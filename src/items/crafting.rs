//! Currency crafting
//!
//! A currency template carries a [`CurrencyAction`]. Applying it to an item is
//! a pure transformation: the input item is never touched, and on success the
//! outcome carries the new item. Each action checks the item's rarity first
//! and reports a failure message instead of mutating anything.

use std::fmt;
use std::str::FromStr;

use rand::Rng;
use serde::{Deserialize, Serialize};

use crate::data::{Catalog, ItemTemplate};
use crate::error::{LootError, LootResult};
use super::item::{AffixKind, ItemInstance, Modifier, Rarity, MAX_PREFIXES, MAX_SUFFIXES};
use super::loot::{draw_modifiers, roll_affixes, roll_implicits};

/// Largest relative change a value randomization can make
pub const VALUE_JITTER: f64 = 0.10;

/// Everything a currency can do to an item
#[derive(Debug, Clone, Copy, PartialEq, Eq, Hash, Serialize, Deserialize)]
pub enum CurrencyAction {
    /// Normal -> magic (+1-2 modifiers) or magic -> rare (+2-3)
    UpgradeRarity,
    /// One more modifier, if the rarity has room
    AddModifier,
    /// Magic or rare back to normal with no modifiers
    RemoveModifiers,
    /// Redraw all modifiers for the current rarity
    Reroll,
    /// Acknowledged, no effect
    Identify,
    /// Acknowledged, no effect
    Portal,
    NormalToMagic,
    MagicAdd,
    MagicReroll,
    /// Magic -> rare, adding modifiers until the rare minimum is met
    MagicToRare,
    RareReroll,
    RareAdd,
    /// Nudge every explicit value by up to +/-10%
    RandomizeValues,
    /// Reroll implicit values from the base template
    RandomizeImplicit,
    /// Any non-unique back to normal with no modifiers
    StripToNormal,
    RemoveRandomModifier,
}

impl CurrencyAction {
    pub const ALL: [CurrencyAction; 16] = [
        CurrencyAction::UpgradeRarity,
        CurrencyAction::AddModifier,
        CurrencyAction::RemoveModifiers,
        CurrencyAction::Reroll,
        CurrencyAction::Identify,
        CurrencyAction::Portal,
        CurrencyAction::NormalToMagic,
        CurrencyAction::MagicAdd,
        CurrencyAction::MagicReroll,
        CurrencyAction::MagicToRare,
        CurrencyAction::RareReroll,
        CurrencyAction::RareAdd,
        CurrencyAction::RandomizeValues,
        CurrencyAction::RandomizeImplicit,
        CurrencyAction::StripToNormal,
        CurrencyAction::RemoveRandomModifier,
    ];

    /// Tag used by content and UI layers
    pub fn tag(&self) -> &'static str {
        match self {
            CurrencyAction::UpgradeRarity => "upgrade-rarity",
            CurrencyAction::AddModifier => "add-modifier",
            CurrencyAction::RemoveModifiers => "remove-modifiers",
            CurrencyAction::Reroll => "reroll",
            CurrencyAction::Identify => "identify",
            CurrencyAction::Portal => "portal",
            CurrencyAction::NormalToMagic => "normal-to-magic",
            CurrencyAction::MagicAdd => "magic-add",
            CurrencyAction::MagicReroll => "magic-reroll",
            CurrencyAction::MagicToRare => "magic-to-rare",
            CurrencyAction::RareReroll => "rare-reroll",
            CurrencyAction::RareAdd => "rare-add",
            CurrencyAction::RandomizeValues => "randomize-values",
            CurrencyAction::RandomizeImplicit => "randomize-implicit",
            CurrencyAction::StripToNormal => "strip-to-normal",
            CurrencyAction::RemoveRandomModifier => "remove-random-modifier",
        }
    }

    /// Rarities the action accepts
    pub fn accepts(&self) -> &'static [Rarity] {
        use Rarity::*;
        match self {
            CurrencyAction::UpgradeRarity => &[Normal, Magic],
            CurrencyAction::AddModifier => &[Normal, Magic, Rare],
            CurrencyAction::RemoveModifiers => &[Magic, Rare],
            CurrencyAction::Reroll => &[Normal, Magic, Rare],
            CurrencyAction::Identify | CurrencyAction::Portal => &[Normal, Magic, Rare, Unique],
            CurrencyAction::NormalToMagic => &[Normal],
            CurrencyAction::MagicAdd | CurrencyAction::MagicReroll | CurrencyAction::MagicToRare => &[Magic],
            CurrencyAction::RareReroll | CurrencyAction::RareAdd => &[Rare],
            CurrencyAction::RandomizeValues => &[Magic, Rare, Unique],
            CurrencyAction::RandomizeImplicit => &[Normal, Magic, Rare, Unique],
            CurrencyAction::StripToNormal => &[Normal, Magic, Rare],
            CurrencyAction::RemoveRandomModifier => &[Magic, Rare],
        }
    }
}

impl fmt::Display for CurrencyAction {
    fn fmt(&self, f: &mut fmt::Formatter<'_>) -> fmt::Result {
        f.write_str(self.tag())
    }
}

impl FromStr for CurrencyAction {
    type Err = LootError;

    fn from_str(s: &str) -> Result<Self, Self::Err> {
        CurrencyAction::ALL
            .iter()
            .copied()
            .find(|a| a.tag() == s)
            .ok_or_else(|| LootError::UnknownCurrencyAction(s.to_string()))
    }
}

/// Result of applying a currency
#[derive(Debug, Clone, PartialEq)]
pub struct CraftOutcome {
    pub success: bool,
    pub message: String,
    /// The transformed item, present only on success
    pub item: Option<ItemInstance>,
}

impl CraftOutcome {
    fn applied(message: String, item: ItemInstance) -> Self {
        Self { success: true, message, item: Some(item) }
    }

    fn rejected(message: String) -> Self {
        Self { success: false, message, item: None }
    }
}

/// Apply a currency template to an item.
///
/// Errors only when the template is not a currency at all. Wrong-rarity and
/// no-room cases come back as `success: false` with the item untouched.
pub fn apply_currency(
    item: &ItemInstance,
    currency: &ItemTemplate,
    catalog: &Catalog,
    rng: &mut impl Rng,
) -> LootResult<CraftOutcome> {
    let behavior = currency
        .currency
        .ok_or_else(|| LootError::NotCurrency(currency.id.clone()))?;

    let outcome = match apply_action(behavior.action, item, catalog, rng) {
        Ok(crafted) => CraftOutcome::applied(format!("{} used on {}", currency.name, item.display_name()), crafted),
        Err(reason) => CraftOutcome::rejected(reason),
    };
    log::debug!("{} on uid {}: {}", behavior.action, item.uid, outcome.message);
    Ok(outcome)
}

/// Apply an action given by its content tag. Unknown tags are a hard error.
pub fn apply_currency_tag(
    item: &ItemInstance,
    tag: &str,
    catalog: &Catalog,
    rng: &mut impl Rng,
) -> LootResult<CraftOutcome> {
    let action: CurrencyAction = tag.parse()?;
    Ok(match apply_action(action, item, catalog, rng) {
        Ok(crafted) => CraftOutcome::applied(format!("{} applied to {}", action, item.display_name()), crafted),
        Err(reason) => CraftOutcome::rejected(reason),
    })
}

/// Run one action. `Err` carries the player-facing reason for refusing.
pub fn apply_action(
    action: CurrencyAction,
    item: &ItemInstance,
    catalog: &Catalog,
    rng: &mut impl Rng,
) -> Result<ItemInstance, String> {
    if !action.accepts().contains(&item.rarity) {
        return Err(format!("Cannot use {} on a {} item", action, item.rarity.name().to_lowercase()));
    }

    let mut out = item.clone();
    match action {
        CurrencyAction::UpgradeRarity => upgrade_rarity(&mut out, catalog, rng)?,
        CurrencyAction::AddModifier => add_modifier(&mut out, catalog, rng)?,
        CurrencyAction::RemoveModifiers | CurrencyAction::StripToNormal => strip_to_normal(&mut out),
        CurrencyAction::Reroll | CurrencyAction::MagicReroll | CurrencyAction::RareReroll => {
            reroll(&mut out, catalog, rng)
        }
        CurrencyAction::Identify | CurrencyAction::Portal => {}
        CurrencyAction::NormalToMagic => normal_to_magic(&mut out, catalog, rng),
        CurrencyAction::MagicAdd | CurrencyAction::RareAdd => add_modifier(&mut out, catalog, rng)?,
        CurrencyAction::MagicToRare => magic_to_rare(&mut out, catalog, rng)?,
        CurrencyAction::RandomizeValues => randomize_values(&mut out, rng)?,
        CurrencyAction::RandomizeImplicit => randomize_implicit(&mut out, catalog, rng)?,
        CurrencyAction::RemoveRandomModifier => remove_random_modifier(&mut out, rng)?,
    }
    Ok(out)
}

/// Roll one modifier the item can still take: unused group, tiers for its
/// rarity, and for rares only a kind that is under its cap.
fn roll_one_more(item: &ItemInstance, catalog: &Catalog, rng: &mut impl Rng) -> Option<Modifier> {
    let taken = item.groups();
    let prefix_open = item.prefix_count() < MAX_PREFIXES;
    let suffix_open = item.suffix_count() < MAX_SUFFIXES;

    let pool: Vec<_> = catalog
        .affixes
        .for_slot(item.slot)
        .into_iter()
        .filter(|d| match (item.rarity, d.kind) {
            (Rarity::Rare, AffixKind::Prefix) => prefix_open,
            (Rarity::Rare, AffixKind::Suffix) => suffix_open,
            _ => true,
        })
        .collect();

    draw_modifiers(&pool, 1, item.rarity.allowed_tiers(), &taken, rng).pop()
}

/// Add up to `count` modifiers, stopping when nothing fits. Returns how many
/// were added.
fn add_modifiers(item: &mut ItemInstance, count: usize, catalog: &Catalog, rng: &mut impl Rng) -> usize {
    let mut added = 0;
    while added < count {
        match roll_one_more(item, catalog, rng) {
            Some(modifier) => {
                item.modifiers.push(modifier);
                added += 1;
            }
            None => break,
        }
    }
    added
}

fn room_left(item: &ItemInstance) -> usize {
    item.rarity
        .modifier_bounds()
        .map(|(_, max)| max.saturating_sub(item.modifiers.len()))
        .unwrap_or(0)
}

fn upgrade_rarity(item: &mut ItemInstance, catalog: &Catalog, rng: &mut impl Rng) -> Result<(), String> {
    match item.rarity {
        Rarity::Normal => {
            normal_to_magic(item, catalog, rng);
            Ok(())
        }
        Rarity::Magic => {
            item.rarity = Rarity::Rare;
            let wanted = rng.gen_range(2..=3).min(room_left(item));
            add_modifiers(item, wanted, catalog, rng);
            Ok(())
        }
        _ => Err(format!("{} items cannot be upgraded further", item.rarity.name())),
    }
}

fn normal_to_magic(item: &mut ItemInstance, catalog: &Catalog, rng: &mut impl Rng) {
    item.rarity = Rarity::Magic;
    let wanted = rng.gen_range(1..=2).min(room_left(item));
    add_modifiers(item, wanted, catalog, rng);
}

fn magic_to_rare(item: &mut ItemInstance, catalog: &Catalog, rng: &mut impl Rng) -> Result<(), String> {
    item.rarity = Rarity::Rare;
    let (min, _) = Rarity::Rare.modifier_bounds().unwrap_or((3, 6));
    let wanted = min.saturating_sub(item.modifiers.len()).max(1).min(room_left(item));
    if add_modifiers(item, wanted, catalog, rng) == 0 {
        return Err("No modifier can be added to this item".to_string());
    }
    Ok(())
}

fn add_modifier(item: &mut ItemInstance, catalog: &Catalog, rng: &mut impl Rng) -> Result<(), String> {
    if room_left(item) == 0 {
        return Err(format!("{} already has the maximum number of modifiers", item.display_name()));
    }
    match roll_one_more(item, catalog, rng) {
        Some(modifier) => {
            item.modifiers.push(modifier);
            Ok(())
        }
        None => Err("No modifier can be added to this item".to_string()),
    }
}

fn strip_to_normal(item: &mut ItemInstance) {
    item.rarity = Rarity::Normal;
    item.modifiers.clear();
}

fn reroll(item: &mut ItemInstance, catalog: &Catalog, rng: &mut impl Rng) {
    item.modifiers = roll_affixes(&catalog.affixes, item.slot, item.rarity, rng);
}

fn randomize_values(item: &mut ItemInstance, rng: &mut impl Rng) -> Result<(), String> {
    if item.modifiers.is_empty() {
        return Err("This item has no modifiers to randomize".to_string());
    }
    for modifier in &mut item.modifiers {
        let factor = 1.0 + rng.gen_range(-VALUE_JITTER..=VALUE_JITTER);
        let scaled = (modifier.value as f64 * factor).round();
        modifier.value = scaled.clamp(i32::MIN as f64, i32::MAX as f64) as i32;
    }
    Ok(())
}

fn randomize_implicit(item: &mut ItemInstance, catalog: &Catalog, rng: &mut impl Rng) -> Result<(), String> {
    let template = catalog
        .template(&item.template_id)
        .ok_or_else(|| format!("Unknown base '{}'", item.template_id))?;
    if template.implicits.is_empty() {
        return Err(format!("{} has no implicit modifiers", template.name));
    }
    item.implicits = roll_implicits(template, rng);
    Ok(())
}

fn remove_random_modifier(item: &mut ItemInstance, rng: &mut impl Rng) -> Result<(), String> {
    let floor = item.rarity.modifier_bounds().map_or(0, |(min, _)| min);
    if item.modifiers.len() <= floor {
        return Err(format!(
            "A {} item cannot lose any more modifiers",
            item.rarity.name().to_lowercase()
        ));
    }
    let index = rng.gen_range(0..item.modifiers.len());
    item.modifiers.remove(index);
    Ok(())
}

▸ YOUR TASK
Identify each line of the material where the word "RemoveModifiers" shows up, and copy it.

▸ TASK OUTPUT
    RemoveModifiers,
        CurrencyAction::RemoveModifiers,
            CurrencyAction::RemoveModifiers => "remove-modifiers",
            CurrencyAction::RemoveModifiers => &[Magic, Rare],
        CurrencyAction::RemoveModifiers | CurrencyAction::StripToNormal => strip_to_normal(&mut out),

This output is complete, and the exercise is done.